_WHAT TO PRODUCE:_ Compute the number of lines in the following data that include the word "Response", and output that number alone.

Segment Open

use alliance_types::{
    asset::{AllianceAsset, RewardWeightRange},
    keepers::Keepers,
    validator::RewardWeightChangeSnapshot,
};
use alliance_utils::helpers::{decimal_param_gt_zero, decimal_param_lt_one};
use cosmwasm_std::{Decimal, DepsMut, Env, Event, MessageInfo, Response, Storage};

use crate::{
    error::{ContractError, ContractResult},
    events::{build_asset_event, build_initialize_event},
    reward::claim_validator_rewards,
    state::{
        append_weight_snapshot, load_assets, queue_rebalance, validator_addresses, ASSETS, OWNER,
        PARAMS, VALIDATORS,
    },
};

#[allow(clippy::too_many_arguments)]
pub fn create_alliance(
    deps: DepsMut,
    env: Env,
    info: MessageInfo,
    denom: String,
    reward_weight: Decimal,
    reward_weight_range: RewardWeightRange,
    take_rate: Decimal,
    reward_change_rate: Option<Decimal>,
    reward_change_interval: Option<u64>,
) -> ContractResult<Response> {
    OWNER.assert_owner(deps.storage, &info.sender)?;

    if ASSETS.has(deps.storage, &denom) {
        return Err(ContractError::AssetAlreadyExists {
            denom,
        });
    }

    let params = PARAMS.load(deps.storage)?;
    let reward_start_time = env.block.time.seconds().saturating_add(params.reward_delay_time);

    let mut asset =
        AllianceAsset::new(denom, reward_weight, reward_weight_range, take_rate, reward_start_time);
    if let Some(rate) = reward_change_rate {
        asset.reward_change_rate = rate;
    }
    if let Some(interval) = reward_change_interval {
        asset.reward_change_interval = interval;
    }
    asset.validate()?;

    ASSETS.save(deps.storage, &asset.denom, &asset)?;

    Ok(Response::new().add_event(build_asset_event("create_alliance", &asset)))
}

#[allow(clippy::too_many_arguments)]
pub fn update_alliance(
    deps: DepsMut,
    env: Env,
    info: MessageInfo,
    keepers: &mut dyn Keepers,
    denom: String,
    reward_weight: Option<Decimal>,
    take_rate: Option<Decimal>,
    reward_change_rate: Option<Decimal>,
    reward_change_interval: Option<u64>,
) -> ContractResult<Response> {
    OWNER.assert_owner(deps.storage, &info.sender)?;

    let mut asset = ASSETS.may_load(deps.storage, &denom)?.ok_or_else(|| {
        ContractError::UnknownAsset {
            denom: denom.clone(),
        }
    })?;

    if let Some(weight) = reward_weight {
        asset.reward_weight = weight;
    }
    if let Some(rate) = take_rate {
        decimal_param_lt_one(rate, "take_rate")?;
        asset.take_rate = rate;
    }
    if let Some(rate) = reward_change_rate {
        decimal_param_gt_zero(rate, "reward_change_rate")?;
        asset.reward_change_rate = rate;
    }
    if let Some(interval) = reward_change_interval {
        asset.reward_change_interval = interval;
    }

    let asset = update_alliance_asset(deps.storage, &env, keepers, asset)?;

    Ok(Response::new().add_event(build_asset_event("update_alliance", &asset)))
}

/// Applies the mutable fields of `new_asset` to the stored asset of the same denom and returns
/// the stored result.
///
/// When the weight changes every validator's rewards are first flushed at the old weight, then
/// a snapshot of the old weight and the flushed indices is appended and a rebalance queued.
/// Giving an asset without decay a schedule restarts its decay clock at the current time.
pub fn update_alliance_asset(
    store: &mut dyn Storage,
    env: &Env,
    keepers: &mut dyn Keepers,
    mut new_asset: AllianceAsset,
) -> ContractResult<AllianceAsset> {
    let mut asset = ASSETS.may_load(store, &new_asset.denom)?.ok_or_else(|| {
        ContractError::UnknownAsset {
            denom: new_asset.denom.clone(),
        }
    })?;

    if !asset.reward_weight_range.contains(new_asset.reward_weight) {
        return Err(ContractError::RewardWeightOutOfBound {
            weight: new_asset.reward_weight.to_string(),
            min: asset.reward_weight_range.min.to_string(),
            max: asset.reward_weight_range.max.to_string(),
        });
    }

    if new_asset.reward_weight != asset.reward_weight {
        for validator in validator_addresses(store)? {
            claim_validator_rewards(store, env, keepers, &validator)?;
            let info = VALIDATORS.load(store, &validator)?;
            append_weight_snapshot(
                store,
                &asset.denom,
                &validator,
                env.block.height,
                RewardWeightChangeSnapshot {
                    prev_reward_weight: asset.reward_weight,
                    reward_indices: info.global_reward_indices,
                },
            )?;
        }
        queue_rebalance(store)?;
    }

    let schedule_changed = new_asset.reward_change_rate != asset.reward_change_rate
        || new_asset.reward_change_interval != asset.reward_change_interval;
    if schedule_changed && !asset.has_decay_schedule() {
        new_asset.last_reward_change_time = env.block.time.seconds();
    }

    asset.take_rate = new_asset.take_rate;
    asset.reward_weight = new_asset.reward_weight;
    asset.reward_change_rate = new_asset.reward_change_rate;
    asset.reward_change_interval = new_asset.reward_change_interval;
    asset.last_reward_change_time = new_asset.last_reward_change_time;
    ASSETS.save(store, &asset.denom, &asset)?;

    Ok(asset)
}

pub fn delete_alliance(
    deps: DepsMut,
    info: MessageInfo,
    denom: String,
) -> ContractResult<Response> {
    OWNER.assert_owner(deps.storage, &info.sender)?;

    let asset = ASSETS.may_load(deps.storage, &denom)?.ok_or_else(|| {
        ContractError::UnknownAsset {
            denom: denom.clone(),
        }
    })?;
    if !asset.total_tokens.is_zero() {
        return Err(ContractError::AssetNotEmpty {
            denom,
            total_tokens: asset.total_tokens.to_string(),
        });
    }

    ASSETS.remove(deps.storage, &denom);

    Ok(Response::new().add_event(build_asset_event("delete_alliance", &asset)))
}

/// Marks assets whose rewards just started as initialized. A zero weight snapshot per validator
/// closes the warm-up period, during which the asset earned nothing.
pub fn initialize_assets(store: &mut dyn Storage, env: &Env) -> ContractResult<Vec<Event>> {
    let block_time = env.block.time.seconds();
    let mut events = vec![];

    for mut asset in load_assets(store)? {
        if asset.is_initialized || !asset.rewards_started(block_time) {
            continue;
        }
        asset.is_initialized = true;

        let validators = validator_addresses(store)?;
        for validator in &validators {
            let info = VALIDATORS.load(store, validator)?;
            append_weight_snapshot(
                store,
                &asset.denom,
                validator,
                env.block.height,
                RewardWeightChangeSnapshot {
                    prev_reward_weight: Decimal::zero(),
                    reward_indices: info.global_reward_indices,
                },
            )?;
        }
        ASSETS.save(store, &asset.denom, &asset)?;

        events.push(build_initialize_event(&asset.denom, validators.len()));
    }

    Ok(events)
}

Segment Closed

_RESULT OF THE EXERCISE:_ 7